REQUIRED WORK
Transcribe, verbatim, every line from the start of the entries through the line that contains "distance approaches zero."; include both boundary lines and omit all others.

Segment Start: SUPPLIED DATA

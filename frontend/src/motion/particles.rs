use rand::Rng;

pub const DEFAULT_PALETTE: &[&str] = &["#00d4ff", "#a855f7", "#22c55e"];
pub const FRICTION: f64 = 0.999;
/// Peak opacity of a connecting line, reached as the distance approaches zero.
pub const LINK_ALPHA: f64 = 0.15;
/// Translucent fill painted over the previous frame, leaving short trails.
pub const TRAIL_FILL: &str = "rgba(10, 15, 28, 0.1)";

#[derive(Clone, Debug, PartialEq)]
pub struct FieldConfig {
    pub count: usize,
    pub palette: &'static [&'static str],
    pub min_size: f64,
    pub max_size: f64,
    pub speed: f64,
    pub connection_distance: f64,
    pub max_connections: usize,
}

impl Default for FieldConfig {
    fn default() -> Self {
        Self {
            count: 30,
            palette: DEFAULT_PALETTE,
            min_size: 1.0,
            max_size: 3.0,
            speed: 0.5,
            connection_distance: 80.0,
            max_connections: 2,
        }
    }
}

impl FieldConfig {
    /// Narrow viewports get a third of the particles.
    pub fn count_for(&self, compact: bool) -> usize {
        if compact {
            self.count / 3
        } else {
            self.count
        }
    }
}

#[derive(Clone, Debug, PartialEq)]
pub struct Particle {
    pub x: f64,
    pub y: f64,
    pub vx: f64,
    pub vy: f64,
    pub size: f64,
    pub alpha: f64,
    pub color: &'static str,
}

impl Particle {
    fn distance_sq(&self, other: &Particle) -> f64 {
        let dx = self.x - other.x;
        let dy = self.y - other.y;
        dx * dx + dy * dy
    }

    /// Moves one step, damps, bounces off the edges and clamps into
    /// `[0, width] x [0, height]`.
    fn advance(&mut self, width: f64, height: f64) {
        self.x += self.vx;
        self.y += self.vy;

        self.vx *= FRICTION;
        self.vy *= FRICTION;

        if self.x < 0.0 || self.x > width {
            self.vx = -self.vx;
        }
        if self.y < 0.0 || self.y > height {
            self.vy = -self.vy;
        }

        self.x = self.x.min(width).max(0.0);
        self.y = self.y.min(height).max(0.0);
    }
}

/// Where a frame gets drawn. The canvas implementation lives next to the
/// component; tests record calls instead.
pub trait Surface {
    fn fade(&mut self, width: f64, height: f64);
    fn dot(&mut self, particle: &Particle);
    fn link(&mut self, from: &Particle, to: &Particle, alpha: f64);
}

/// The particle store for one canvas.
#[derive(Clone, Debug, PartialEq)]
pub struct ParticleField {
    config: FieldConfig,
    width: f64,
    height: f64,
    particles: Vec<Particle>,
}

impl ParticleField {
    pub fn new(config: FieldConfig) -> Self {
        Self {
            config,
            width: 0.0,
            height: 0.0,
            particles: Vec::new(),
        }
    }

    /// Replaces the whole batch for a surface of the given size.
    pub fn reseed<R: Rng + ?Sized>(&mut self, width: f64, height: f64, count: usize, rng: &mut R) {
        self.width = width.max(0.0);
        self.height = height.max(0.0);

        let FieldConfig {
            palette,
            min_size,
            max_size,
            speed,
            ..
        } = self.config;

        self.particles = (0..count)
            .map(|_| Particle {
                x: rng.gen::<f64>() * self.width,
                y: rng.gen::<f64>() * self.height,
                vx: (rng.gen::<f64>() - 0.5) * speed,
                vy: (rng.gen::<f64>() - 0.5) * speed,
                size: rng.gen::<f64>() * (max_size - min_size) + min_size,
                alpha: rng.gen::<f64>() * 0.5 + 0.2,
                color: if palette.is_empty() {
                    "#ffffff"
                } else {
                    palette[rng.gen_range(0..palette.len())]
                },
            })
            .collect();
    }

    pub fn clear(&mut self) {
        self.particles.clear();
    }

    #[cfg(test)]
    pub fn particles(&self) -> &[Particle] {
        &self.particles
    }

    /// Opacity of the line between two points `distance` apart, or `None`
    /// when they are too far apart to be linked.
    pub fn link_alpha(&self, distance: f64) -> Option<f64> {
        let threshold = self.config.connection_distance;
        if distance < threshold {
            Some((1.0 - distance / threshold) * LINK_ALPHA)
        } else {
            None
        }
    }

    /// Advances every particle one step and draws the result.
    ///
    /// Each particle links to at most `max_connections` later neighbours,
    /// which are read before they move this frame.
    pub fn frame<S: Surface + ?Sized>(&mut self, surface: &mut S) {
        let (width, height) = (self.width, self.height);
        let threshold_sq = self.config.connection_distance * self.config.connection_distance;
        let max_connections = self.config.max_connections;

        surface.fade(width, height);

        for i in 0..self.particles.len() {
            self.particles[i].advance(width, height);

            let (head, tail) = self.particles.split_at(i + 1);
            let particle = &head[i];
            surface.dot(particle);

            let mut links = 0;
            for other in tail {
                if links >= max_connections {
                    break;
                }
                let distance_sq = particle.distance_sq(other);
                if distance_sq < threshold_sq {
                    if let Some(alpha) = self.link_alpha(distance_sq.sqrt()) {
                        surface.link(particle, other, alpha);
                        links += 1;
                    }
                }
            }
        }
    }

    /// Advances without drawing.
    #[cfg(test)]
    pub fn step(&mut self) {
        let (width, height) = (self.width, self.height);
        for particle in &mut self.particles {
            particle.advance(width, height);
        }
    }

    #[cfg(test)]
    fn with_particles(config: FieldConfig, width: f64, height: f64, particles: Vec<Particle>) -> Self {
        Self {
            config,
            width,
            height,
            particles,
        }
    }
}

#[cfg(test)]
mod tests {
    use rand::rngs::SmallRng;
    use rand::SeedableRng;

    use super::*;

    #[derive(Default)]
    struct Recorder {
        fades: usize,
        dots: Vec<(f64, f64)>,
        links: Vec<(usize, usize, f64)>,
        positions: Vec<(f64, f64)>,
    }

    impl Recorder {
        fn index_of(&self, p: &Particle) -> usize {
            self.positions
                .iter()
                .position(|&(x, y)| x == p.x && y == p.y)
                .unwrap_or(usize::MAX)
        }
    }

    impl Surface for Recorder {
        fn fade(&mut self, _: f64, _: f64) {
            self.fades += 1;
        }

        fn dot(&mut self, particle: &Particle) {
            self.dots.push((particle.x, particle.y));
        }

        fn link(&mut self, from: &Particle, to: &Particle, alpha: f64) {
            let (a, b) = (self.index_of(from), self.index_of(to));
            self.links.push((a, b, alpha));
        }
    }

    fn still(x: f64, y: f64) -> Particle {
        Particle {
            x,
            y,
            vx: 0.0,
            vy: 0.0,
            size: 2.0,
            alpha: 0.5,
            color: "#00d4ff",
        }
    }

    #[test]
    fn positions_stay_in_bounds() {
        let mut rng = SmallRng::seed_from_u64(7);
        for count in [0, 1, 5, 30, 90] {
            for &(width, height) in &[(0.0, 0.0), (1.0, 1.0), (320.0, 480.0), (1920.0, 600.0)] {
                let mut field = ParticleField::new(FieldConfig {
                    speed: 40.0,
                    ..FieldConfig::default()
                });
                field.reseed(width, height, count, &mut rng);
                assert_eq!(field.particles().len(), count);

                for _ in 0..500 {
                    field.step();
                    for p in field.particles() {
                        assert!((0.0..=width).contains(&p.x), "x={} width={}", p.x, width);
                        assert!((0.0..=height).contains(&p.y), "y={} height={}", p.y, height);
                    }
                }
            }
        }
    }

    #[test]
    fn velocity_decays_and_reflects_at_the_edge() {
        let mut particle = Particle {
            vx: 5.0,
            vy: -1.0,
            ..still(98.0, 50.0)
        };
        particle.advance(100.0, 100.0);

        assert_eq!(particle.x, 100.0);
        assert!(particle.vx < 0.0);
        assert!(particle.vx.abs() < 5.0);
        assert!((particle.vy - (-1.0 * FRICTION)).abs() < 1e-12);
    }

    #[test]
    fn reseed_uses_palette_and_ranges() {
        let mut rng = SmallRng::seed_from_u64(42);
        let config = FieldConfig::default();
        let mut field = ParticleField::new(config.clone());
        field.reseed(800.0, 600.0, 200, &mut rng);

        for p in field.particles() {
            assert!(config.palette.contains(&p.color));
            assert!(p.size >= config.min_size && p.size <= config.max_size);
            assert!(p.alpha >= 0.2 && p.alpha <= 0.7);
            assert!(p.vx.abs() <= config.speed / 2.0);
        }
    }

    #[test]
    fn compact_viewports_get_a_third() {
        let config = FieldConfig::default();
        assert_eq!(config.count_for(false), 30);
        assert_eq!(config.count_for(true), 10);
    }

    #[test]
    fn far_pairs_are_not_linked() {
        let config = FieldConfig::default();
        let mut field =
            ParticleField::with_particles(config, 500.0, 500.0, vec![still(10.0, 10.0), still(200.0, 10.0)]);
        let mut recorder = Recorder {
            positions: field.particles().iter().map(|p| (p.x, p.y)).collect(),
            ..Recorder::default()
        };
        field.frame(&mut recorder);

        assert_eq!(recorder.fades, 1);
        assert_eq!(recorder.dots.len(), 2);
        assert!(recorder.links.is_empty());
    }

    #[test]
    fn near_pairs_are_linked_with_fading_alpha() {
        let config = FieldConfig::default();
        let mut field = ParticleField::with_particles(
            config,
            500.0,
            500.0,
            vec![still(10.0, 10.0), still(50.0, 10.0), still(89.0, 10.0)],
        );
        let mut recorder = Recorder {
            positions: field.particles().iter().map(|p| (p.x, p.y)).collect(),
            ..Recorder::default()
        };
        field.frame(&mut recorder);

        let first = recorder.links.iter().find(|l| l.0 == 0 && l.1 == 1).expect("0-1 link");
        let second = recorder.links.iter().find(|l| l.0 == 0 && l.1 == 2).expect("0-2 link");
        assert!(first.2 > 0.0);
        assert!(second.2 > 0.0);
        assert!(first.2 > second.2);
        assert!((first.2 - 0.5 * LINK_ALPHA).abs() < 1e-9);
    }

    #[test]
    fn threshold_distance_is_exclusive() {
        let field = ParticleField::new(FieldConfig::default());
        assert_eq!(field.link_alpha(80.0), None);
        assert_eq!(field.link_alpha(120.0), None);
        assert!(field.link_alpha(79.999).unwrap() > 0.0);
        assert_eq!(field.link_alpha(0.0), Some(LINK_ALPHA));
    }

    #[test]
    fn links_per_particle_are_capped() {
        let config = FieldConfig::default();
        let cluster = (0..10).map(|n| still(100.0 + n as f64, 100.0)).collect();
        let mut field = ParticleField::with_particles(config.clone(), 500.0, 500.0, cluster);
        let mut recorder = Recorder {
            positions: field.particles().iter().map(|p| (p.x, p.y)).collect(),
            ..Recorder::default()
        };
        field.frame(&mut recorder);

        for i in 0..10 {
            let outgoing = recorder.links.iter().filter(|l| l.0 == i).count();
            assert!(outgoing <= config.max_connections);
        }
        assert_eq!(recorder.links.len(), 9 * 2 - 1);
    }

    #[test]
    fn clear_empties_the_store() {
        let mut rng = SmallRng::seed_from_u64(1);
        let mut field = ParticleField::new(FieldConfig::default());
        field.reseed(100.0, 100.0, 12, &mut rng);
        field.clear();
        assert!(field.particles().is_empty());
    }
}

Segment End: SUPPLIED DATA

OUTPUT FOR THIS TASK
filename frontend/src/motion/particles.rs
use rand::Rng;

pub const DEFAULT_PALETTE: &[&str] = &["#00d4ff", "#a855f7", "#22c55e"];
pub const FRICTION: f64 = 0.999;
/// Peak opacity of a connecting line, reached as the distance approaches zero.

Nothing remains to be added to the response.